#### The task
Would you restate the entries below word for word, starting at the first line and ending with the one that has "pub trait WindowAnalyzerProperties"?
○ ○ ○ ○ ○
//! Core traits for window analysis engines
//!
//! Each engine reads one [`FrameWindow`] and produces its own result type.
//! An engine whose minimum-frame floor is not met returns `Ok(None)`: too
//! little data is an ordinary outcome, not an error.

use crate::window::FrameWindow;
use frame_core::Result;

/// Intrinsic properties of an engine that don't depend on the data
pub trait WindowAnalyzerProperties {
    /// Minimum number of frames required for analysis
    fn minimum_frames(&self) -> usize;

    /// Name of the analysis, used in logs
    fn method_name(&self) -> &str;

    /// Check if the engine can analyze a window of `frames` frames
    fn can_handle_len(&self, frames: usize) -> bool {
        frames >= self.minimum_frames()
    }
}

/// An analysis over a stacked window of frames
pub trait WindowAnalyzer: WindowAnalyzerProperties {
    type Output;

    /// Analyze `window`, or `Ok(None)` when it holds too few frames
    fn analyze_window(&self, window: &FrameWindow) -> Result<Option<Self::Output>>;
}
○ ○ ○ ○ ○
#### Task result
//! Core traits for window analysis engines
//!
//! Each engine reads one [`FrameWindow`] and produces its own result type.
//! An engine whose minimum-frame floor is not met returns `Ok(None)`: too
//! little data is an ordinary outcome, not an error.

use crate::window::FrameWindow;
use frame_core::Result;

/// Intrinsic properties of an engine that don't depend on the data
pub trait WindowAnalyzerProperties {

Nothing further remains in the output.